ID.Buzzのリアに配置されるモーターの最高出力は150kW(204ps)、最大トルクは310Nm。車両重量は2471kg。最高速は145km/hでリミッターが作動する。0-100km/h加速10.2秒というデータからわかる通り、EVとしてはおとなしい部類に入る。

ただしモーター駆動の特性は健在で、発進は力強い。5人乗りの貨客両用車としては十分実用的な動力性能が備わっている。静粛性、スムーズな加減速は言わずもがな。回生ブレーキを強さはシフトレバーでDもしくはBを選ぶことで、強弱2段階から選べる。ステアリングパドルは備えていない。

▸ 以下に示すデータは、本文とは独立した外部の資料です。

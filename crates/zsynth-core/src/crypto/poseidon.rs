//! Width-5 Poseidon over the BLS12-381 scalar field.
//!
//! One capacity element and four rate elements, x^5 S-box, 8 full and 60
//! partial rounds. Round constants come from a seeded Xoroshiro stream and the
//! MDS matrix is the Cauchy matrix `1 / (i + (WIDTH + j))`.

use super::{fr_from_u256, fr_to_u256};
use crate::error::Result;
use ark_bls12_381::Fr;
use ark_ff::{Field, PrimeField, Zero};
use rand::{RngCore, SeedableRng};
use rand_xoshiro::Xoroshiro128Plus;
use revm::primitives::U256;
use std::sync::OnceLock;

pub const WIDTH: usize = 5;
pub const RATE: usize = 4;
const FULL_ROUNDS: usize = 8;
const PARTIAL_ROUNDS: usize = 60;
const CONSTANTS_SEED: u64 = 0x5a59_4e54_4845_5349;

struct PoseidonParams {
  round_constants: Vec<[Fr; WIDTH]>,
  mds: [[Fr; WIDTH]; WIDTH],
}

fn params() -> &'static PoseidonParams {
  static PARAMS: OnceLock<PoseidonParams> = OnceLock::new();
  PARAMS.get_or_init(|| {
    let mut rng = Xoroshiro128Plus::seed_from_u64(CONSTANTS_SEED);
    let round_constants = (0..FULL_ROUNDS + PARTIAL_ROUNDS)
      .map(|_| {
        let mut row = [Fr::zero(); WIDTH];
        for slot in row.iter_mut() {
          let mut bytes = [0u8; 64];
          rng.fill_bytes(&mut bytes);
          *slot = Fr::from_le_bytes_mod_order(&bytes);
        }
        row
      })
      .collect();

    let mut mds = [[Fr::zero(); WIDTH]; WIDTH];
    for (i, row) in mds.iter_mut().enumerate() {
      for (j, cell) in row.iter_mut().enumerate() {
        // denominators range over 5..=13
        *cell = Fr::from((i + WIDTH + j) as u64).inverse().unwrap_or_else(Fr::zero);
      }
    }
    PoseidonParams { round_constants, mds }
  })
}

#[inline]
fn sbox(x: Fr) -> Fr {
  let x2 = x.square();
  x2.square() * x
}

fn permute(state: &mut [Fr; WIDTH]) {
  let params = params();
  let half_full = FULL_ROUNDS / 2;
  for (round, constants) in params.round_constants.iter().enumerate() {
    for (cell, c) in state.iter_mut().zip(constants) {
      *cell += c;
    }
    let full = round < half_full || round >= half_full + PARTIAL_ROUNDS;
    if full {
      for cell in state.iter_mut() {
        *cell = sbox(*cell);
      }
    } else {
      state[0] = sbox(state[0]);
    }
    let mut mixed = [Fr::zero(); WIDTH];
    for (out, row) in mixed.iter_mut().zip(&params.mds) {
      *out = row.iter().zip(state.iter()).map(|(m, s)| *m * s).sum();
    }
    *state = mixed;
  }
}

/// Hash exactly four field elements.
pub fn poseidon4(inputs: [Fr; RATE]) -> Fr {
  let mut state = [Fr::zero(); WIDTH];
  state[1..].copy_from_slice(&inputs);
  permute(&mut state);
  state[0]
}

/// Hash four wire values; each must already be a canonical field element.
pub fn poseidon_u256(inputs: &[U256; RATE]) -> Result<U256> {
  let mut fields = [Fr::zero(); RATE];
  for (field, value) in fields.iter_mut().zip(inputs) {
    *field = fr_from_u256(*value)?;
  }
  Ok(fr_to_u256(poseidon4(fields)))
}

/// Fold any number of values into one by hashing chunks of four, zero-padding
/// the last chunk, until a single value remains. An empty input hashes four
/// zeros.
pub fn poseidon_fold(values: &[U256]) -> Result<U256> {
  let mut level: Vec<U256> = values.to_vec();
  if level.is_empty() {
    level.push(U256::ZERO);
  }
  loop {
    let mut next = Vec::with_capacity(level.len().div_ceil(RATE));
    for chunk in level.chunks(RATE) {
      let mut padded = [U256::ZERO; RATE];
      padded[..chunk.len()].copy_from_slice(chunk);
      next.push(poseidon_u256(&padded)?);
    }
    level = next;
    if level.len() == 1 {
      return Ok(level[0]);
    }
  }
}

/// Interpret a byte string as big-endian 32-byte words (the last one possibly
/// shorter) and fold them.
pub fn poseidon_bytes(bytes: &[u8]) -> Result<U256> {
  let words: Vec<U256> = bytes.chunks(32).map(U256::from_be_slice).collect();
  poseidon_fold(&words)
}
impl Catalogue {
  pub fn new(
    setup: SetupParams,
    frontend: FrontendConfig,
    subcircuits: Vec<SubcircuitInfo>,
    global_wires: Vec<(usize, usize)>,
  ) -> Result<Self> {
    frontend.validate()?;
    let mut by_kind = HashMap::new();
    for (position, info) in subcircuits.iter().enumerate() {
      if info.id != position {
        return Err(SynthError::Catalogue(format!(
          "subcircuit {} listed at position {position} has id {}",
          info.name, info.id
        )));
      }
      if by_kind.insert(info.kind()?, info.id).is_some() {
        return Err(SynthError::Catalogue(format!("duplicate subcircuit {}", info.name)));
      }
    }
    let catalogue = Self {
      setup,
      frontend,
      subcircuits,
      global_wires,
      by_kind,
    };
    catalogue.validate()?;
    Ok(catalogue)
  }

  /// Reads `setupParams.json`, `frontendCfg.json`, `subcircuitInfo.json` and
  /// `globalWireList.json` from `dir`.
  pub fn load_dir(dir: &Path) -> Result<Self> {
    let setup: SetupParams = serde_json::from_str(&fs::read_to_string(dir.join("setupParams.json"))?)?;
    let frontend: FrontendConfig = serde_json::from_str(&fs::read_to_string(dir.join("frontendCfg.json"))?)?;
    let subcircuits: Vec<SubcircuitInfo> =
      serde_json::from_str(&fs::read_to_string(dir.join("subcircuitInfo.json"))?)?;
    let global_wires: Vec<(usize, usize)> =
      serde_json::from_str(&fs::read_to_string(dir.join("globalWireList.json"))?)?;
    Self::new(setup, frontend, subcircuits, global_wires)
  }

  pub fn write_dir(&self, dir: &Path) -> Result<()> {
    fs::create_dir_all(dir)?;
    fs::write(dir.join("setupParams.json"), serde_json::to_string_pretty(&self.setup)?)?;
    fs::write(dir.join("frontendCfg.json"), serde_json::to_string_pretty(&self.frontend)?)?;
    fs::write(dir.join("subcircuitInfo.json"), serde_json::to_string(&self.subcircuits)?)?;
    fs::write(dir.join("globalWireList.json"), serde_json::to_string(&self.global_wires)?)?;
    Ok(())
  }

  fn validate(&self) -> Result<()> {
    let s = &self.setup;
    if !(s.l_user_out <= s.l_user && s.l_user <= s.l_block && s.l_block <= s.l && s.l <= s.l_d && s.l_d <= s.m_d) {
      return Err(SynthError::Catalogue(format!("inconsistent wire boundaries {s:?}")));
    }
    if self.global_wires.len() != s.m_d {
      return Err(SynthError::Catalogue(format!(
        "global wire list has {} entries, m_D is {}",
        self.global_wires.len(),
        s.m_d
      )));
    }
    if s.s_d != self.subcircuits.len() {
      return Err(SynthError::Catalogue(format!(
        "s_D is {} but {} subcircuits are listed",
        s.s_d,
        self.subcircuits.len()
      )));
    }
    for kind in Subcircuit::ALL {
      if !self.by_kind.contains_key(&kind) {
        return Err(SynthError::Catalogue(format!("missing subcircuit {}", kind.name())));
      }
    }
    for info in &self.subcircuits {
      if info.flatten_map.len() != info.n_wires {
        return Err(SynthError::Catalogue(format!(
          "{}: flatten map has {} wires, template has {}",
          info.name,
          info.flatten_map.len(),
          info.n_wires
        )));
      }
      let out_end = info.out_idx[0] + info.out_idx[1];
      let in_end = info.in_idx[0] + info.in_idx[1];
      if info.out_idx[0] != 1 || info.in_idx[0] < out_end || in_end > info.n_wires {
        return Err(SynthError::Catalogue(format!(
          "{}: wire ranges out {:?} in {:?} do not fit {} wires",
          info.name, info.out_idx, info.in_idx, info.n_wires
        )));
      }
      if let Some(bad) = info.flatten_map.iter().find(|&&g| g >= s.m_d) {
        return Err(SynthError::Catalogue(format!("{}: global wire {bad} beyond m_D", info.name)));
      }
    }
    for (g, &(sid, local)) in self.global_wires.iter().enumerate().take(s.l) {
      let mapped = self
        .subcircuits
        .get(sid)
        .and_then(|info| info.flatten_map.get(local))
        .copied();
      if mapped != Some(g) {
        return Err(SynthError::Catalogue(format!(
          "public wire {g} claims ({sid}, {local}) which maps to {mapped:?}"
        )));
      }
    }
    Ok(())
  }

  pub fn info(&self, kind: Subcircuit) -> Result<&SubcircuitInfo> {
    self
      .by_kind
      .get(&kind)
      .map(|&id| &self.subcircuits[id])
      .ok_or_else(|| SynthError::Catalogue(format!("missing subcircuit {}", kind.name())))
  }

  pub fn info_by_id(&self, id: usize) -> Result<&SubcircuitInfo> {
    self
      .subcircuits
      .get(id)
      .ok_or_else(|| SynthError::Catalogue(format!("no subcircuit with id {id}")))
  }

  /// Builds a catalogue whose templates have exactly the wire counts the
  /// synthesizer emits after splitting and no internal wires.
  pub fn synthetic(frontend: FrontendConfig, capacity: BufferCapacity) -> Result<Self> {
    frontend.validate()?;
    let shapes: Vec<(Subcircuit, usize, usize)> = Subcircuit::ALL
      .iter()
      .map(|&kind| {
        let (n_in, n_out) = synthetic_shape(kind, &frontend, &capacity);
        (kind, n_in, n_out)
      })
      .collect();

    let mut subcircuits: Vec<SubcircuitInfo> = shapes
      .iter()
      .enumerate()
      .map(|(id, &(kind, n_in, n_out))| SubcircuitInfo {
        id,
        name: kind.name().to_string(),
        n_wires: 1 + n_out + n_in,
        out_idx: [1, n_out],
        in_idx: [1 + n_out, n_in],
        flatten_map: vec![0; 1 + n_out + n_in],
      })
      .collect();

    let mut global_wires = Vec::new();
    let pub_out = Subcircuit::BufferPubOut.default_id();
    for j in 0..subcircuits[pub_out].n_out() {
      let local = subcircuits[pub_out].output_local(j);
      assign_global(&mut subcircuits, &mut global_wires, pub_out, local);
    }
    let l_user_out = global_wires.len();
    let mut boundaries = Vec::new();
    for kind in [Subcircuit::BufferPubIn, Subcircuit::BufferBlockIn, Subcircuit::BufferEvmIn] {
      let sid = kind.default_id();
      for j in 0..subcircuits[sid].n_in() {
        let local = subcircuits[sid].input_local(j);
        assign_global(&mut subcircuits, &mut global_wires, sid, local);
      }
      boundaries.push(global_wires.len());
    }
    let l = boundaries[2];

    for sid in 0..subcircuits.len() {
      assign_global(&mut subcircuits, &mut global_wires, sid, 0);
      if sid != pub_out {
        for j in 0..subcircuits[sid].n_out() {
          let local = subcircuits[sid].output_local(j);
          assign_global(&mut subcircuits, &mut global_wires, sid, local);
        }
      }
      let public_inputs = (1..=3).contains(&sid);
      if !public_inputs {
        for j in 0..subcircuits[sid].n_in() {
          let local = subcircuits[sid].input_local(j);
          assign_global(&mut subcircuits, &mut global_wires, sid, local);
        }
      }
    }
    let l_d = global_wires.len();

    let setup = SetupParams {
      l,
      l_user_out,
      l_user: boundaries[0],
      l_block: boundaries[1],
      l_d,
      m_d: l_d,
      s_d: subcircuits.len(),
      s_max: capacity.s_max,
    };
    Self::new(setup, frontend, subcircuits, global_wires)
  }
}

全高は1.9mを超えるが、EVならではの低重心が奏功し、背高グルマを運転している感覚はない。後輪駆動ならではの癖のない素直なハンドリングにも好感がもてた。高速道路での直進安定性も素晴らしかった。ただし、著しく車重が重い上に、大径タイヤの重量もあって、不整路面を低速で通過するとバタつくことがあった。

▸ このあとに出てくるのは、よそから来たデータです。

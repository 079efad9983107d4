//! Synthesizes a sample counter transaction with revm and writes the circuit
//! artifacts. The output directory is the first argument (default
//! `zsynth-out`); `RUST_LOG` controls verbosity.

use revm::{
  bytecode::opcode,
  primitives::{Address, Bytes, U256},
};
use std::path::PathBuf;
use tracing::info;
use tracing_subscriber::EnvFilter;
use zsynth_core::circuit::NativeEvaluator;
use zsynth_core::config::{BufferCapacity, Catalogue, FrontendConfig};
use zsynth_core::crypto::eddsa::EddsaKeypair;
use zsynth_core::execute::{Deployment, synthesize_circuit};
use zsynth_core::output::write_circuit_json;
use zsynth_core::storage::MerkleStorage;
use zsynth_core::transaction::L2Transaction;

const COUNTER: Address = Address::repeat_byte(0xc0);

/// `slot[1] += calldata argument 0`
fn counter_code() -> Bytes {
  Bytes::from(vec![
    opcode::PUSH1,
    0x04,
    opcode::CALLDATALOAD,
    opcode::PUSH1,
    0x01,
    opcode::SLOAD,
    opcode::ADD,
    opcode::PUSH1,
    0x01,
    opcode::SSTORE,
    opcode::STOP,
  ])
}

fn main() -> zsynth_core::Result<()> {
  tracing_subscriber::fmt()
    .with_env_filter(EnvFilter::try_from_default_env().unwrap_or_else(|_| EnvFilter::new("info")))
    .init();
  let out_dir = std::env::args().nth(1).map(PathBuf::from).unwrap_or_else(|| PathBuf::from("zsynth-out"));

  let keypair = EddsaKeypair::from_seed(b"zsynth demo sender")?;
  let tx = L2Transaction::new(0, COUNTER, [0xd0, 0x9d, 0xe0, 0x8a], &[U256::from(3u64)])?.sign(&keypair)?;
  let storage = MerkleStorage::new(2, [(U256::from(1u64), U256::from(100u64))])?;
  let deployment = Deployment::new(COUNTER, counter_code());
  let catalogue = Catalogue::synthetic(FrontendConfig::default(), BufferCapacity::default())?;

  let (output, circuit) = synthesize_circuit(&catalogue, &NativeEvaluator, &tx, &deployment, &storage)?;
  info!(
    steps = output.steps,
    placements = output.placements.len(),
    root = %output.resulting_root,
    "transaction synthesized"
  );
  write_circuit_json(&out_dir, &circuit)?;
  println!("circuit artifacts written to {}", out_dir.display());
  Ok(())
}
impl ReservedVariable {
  pub fn descriptor(self) -> Result<ReservedDescriptor> {
    use BufferKind::*;
    use ReservedVariable as V;
    use WireSlot::*;
    let (buffer, slot, bit_size, label): (BufferKind, WireSlot, usize, String) = match self {
      V::ResMerkleRoot => (PublicOut, Dynamic, 255, "Resulting Merkle root".into()),
      V::OtherContractStorageOut => (PublicOut, Dynamic, 256, "Storage write to another contract".into()),
      V::IniMerkleRoot => (PublicIn, Fixed(0), 255, "Initial Merkle root".into()),
      V::EddsaPublicKeyX => (PublicIn, Fixed(1), 255, "EdDSA public key (x)".into()),
      V::EddsaPublicKeyY => (PublicIn, Fixed(2), 255, "EdDSA public key (y)".into()),
      V::OtherContractStorageIn => (PublicIn, Dynamic, 256, "Storage read from another contract".into()),
      V::Coinbase => (BlockIn, Fixed(0), 256, "Block coinbase".into()),
      V::Timestamp => (BlockIn, Fixed(1), 256, "Block timestamp".into()),
      V::Number => (BlockIn, Fixed(2), 256, "Block number".into()),
      V::Prevrandao => (BlockIn, Fixed(3), 256, "Block prevrandao".into()),
      V::GasLimit => (BlockIn, Fixed(4), 256, "Block gas limit".into()),
      V::ChainId => (BlockIn, Fixed(5), 256, "Chain id".into()),
      V::SelfBalance => (BlockIn, Fixed(6), 256, "Contract balance".into()),
      V::BaseFee => (BlockIn, Fixed(7), 256, "Block base fee".into()),
      V::BlockHash(n) if !(1..=MAX_BLOCK_HASHES as u16).contains(&n) => {
        return Err(SynthError::precondition(format!(
          "block hash {n} blocks ago is outside 1..={MAX_BLOCK_HASHES}"
        )));
      }
      V::BlockHash(n) => (
        BlockIn,
        Fixed(BLOCK_FACTS + n as usize - 1),
        256,
        format!("Block hash {n} blocks ago"),
      ),
      V::ConstOne => (EvmIn, Fixed(0), 1, "Constant one".into()),
      V::AddressMask => (EvmIn, Fixed(1), 160, "Address mask".into()),
      V::JubjubBaseX => (EvmIn, Fixed(2), 255, "Jubjub base point (x)".into()),
      V::JubjubBaseY => (EvmIn, Fixed(3), 255, "Jubjub base point (y)".into()),
      V::JubjubPoiX => (EvmIn, Fixed(4), 255, "Jubjub point at infinity (x)".into()),
      V::JubjubPoiY => (EvmIn, Fixed(5), 255, "Jubjub point at infinity (y)".into()),
      V::ContractAddress => (PrivateIn, Fixed(0), 160, "Contract address".into()),
      V::FunctionSelector => (PrivateIn, Fixed(1), 255, "Function selector".into()),
      V::TransactionNonce => (PrivateIn, Fixed(2), 255, "Transaction nonce".into()),
      V::TransactionInput(i) => (PrivateIn, Fixed(3 + i as usize), 255, format!("Transaction input {i}")),
      V::EddsaSignature => (PrivateIn, Fixed(12), 255, "EdDSA signature scalar".into()),
      V::EddsaRandomizerX => (PrivateIn, Fixed(13), 255, "EdDSA randomizer (x)".into()),
      V::EddsaRandomizerY => (PrivateIn, Fixed(14), 255, "EdDSA randomizer (y)".into()),
      V::InMtIndex => (PrivateIn, Dynamic, 255, "Merkle leaf index".into()),
      V::InMptKey => (PrivateIn, Dynamic, 255, "Registered storage key".into()),
      V::InValue => (PrivateIn, Dynamic, 255, "Initial storage value".into()),
      V::MerkleProof => (PrivateIn, Dynamic, 255, "Merkle proof node".into()),
    };
    Ok(ReservedDescriptor {
      buffer,
      slot,
      bit_size,
      label,
    })
  }

  /// Fixed wires of an input buffer, in wire order.
  pub fn fixed_layout(buffer: BufferKind, n_prev_block_hashes: usize) -> Vec<ReservedVariable> {
    use ReservedVariable as V;
    match buffer {
      BufferKind::PublicOut => Vec::new(),
      BufferKind::PublicIn => vec![V::IniMerkleRoot, V::EddsaPublicKeyX, V::EddsaPublicKeyY],
      BufferKind::BlockIn => [
        V::Coinbase,
        V::Timestamp,
        V::Number,
        V::Prevrandao,
        V::GasLimit,
        V::ChainId,
        V::SelfBalance,
        V::BaseFee,
      ]
      .into_iter()
      .chain((1..=n_prev_block_hashes as u16).map(V::BlockHash))
      .collect(),
      BufferKind::EvmIn => vec![
        V::ConstOne,
        V::AddressMask,
        V::JubjubBaseX,
        V::JubjubBaseY,
        V::JubjubPoiX,
        V::JubjubPoiY,
      ],
      BufferKind::PrivateIn => [V::ContractAddress, V::FunctionSelector, V::TransactionNonce]
        .into_iter()
        .chain((0..TRANSACTION_INPUTS as u8).map(V::TransactionInput))
        .chain([V::EddsaSignature, V::EddsaRandomizerX, V::EddsaRandomizerY])
        .collect(),
    }
  }
}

今回試乗したのは欧州仕様で、普通充電では最大11kW、急速充電では最大170kWの出力で充電できる。その場合、普通充電なら約7時間30分で0%から100%に、急速充電なら30分間で5%から80%まで充電できると示された。ただし、急速充電器、普通充電器ともに高出力な公共充電インフラの整備が遅れている日本では、設備の出力に応じて充電時間は延びることになる。

日本導入の成否を決めるのは価格と車幅?

日本導入を果たしたとして、成否を決めるのは価格だろうが、あと2つポイントがあると思う。航続距離と全幅だ。ルート、行動範囲がある程度定まっている商用車なら問題ないが、人や荷物を満載してあちこち出かける趣味性の強い自家用車としては、423km(日本のWLTCモードでは450km程度の航続距離が示されると思われる)というカタログ上の航続距離はやや短いと判断されるかもしれない。アルファードより10cm以上ワイドな車幅も、都市部ではネガティブな要素として捉えられるかもしれない。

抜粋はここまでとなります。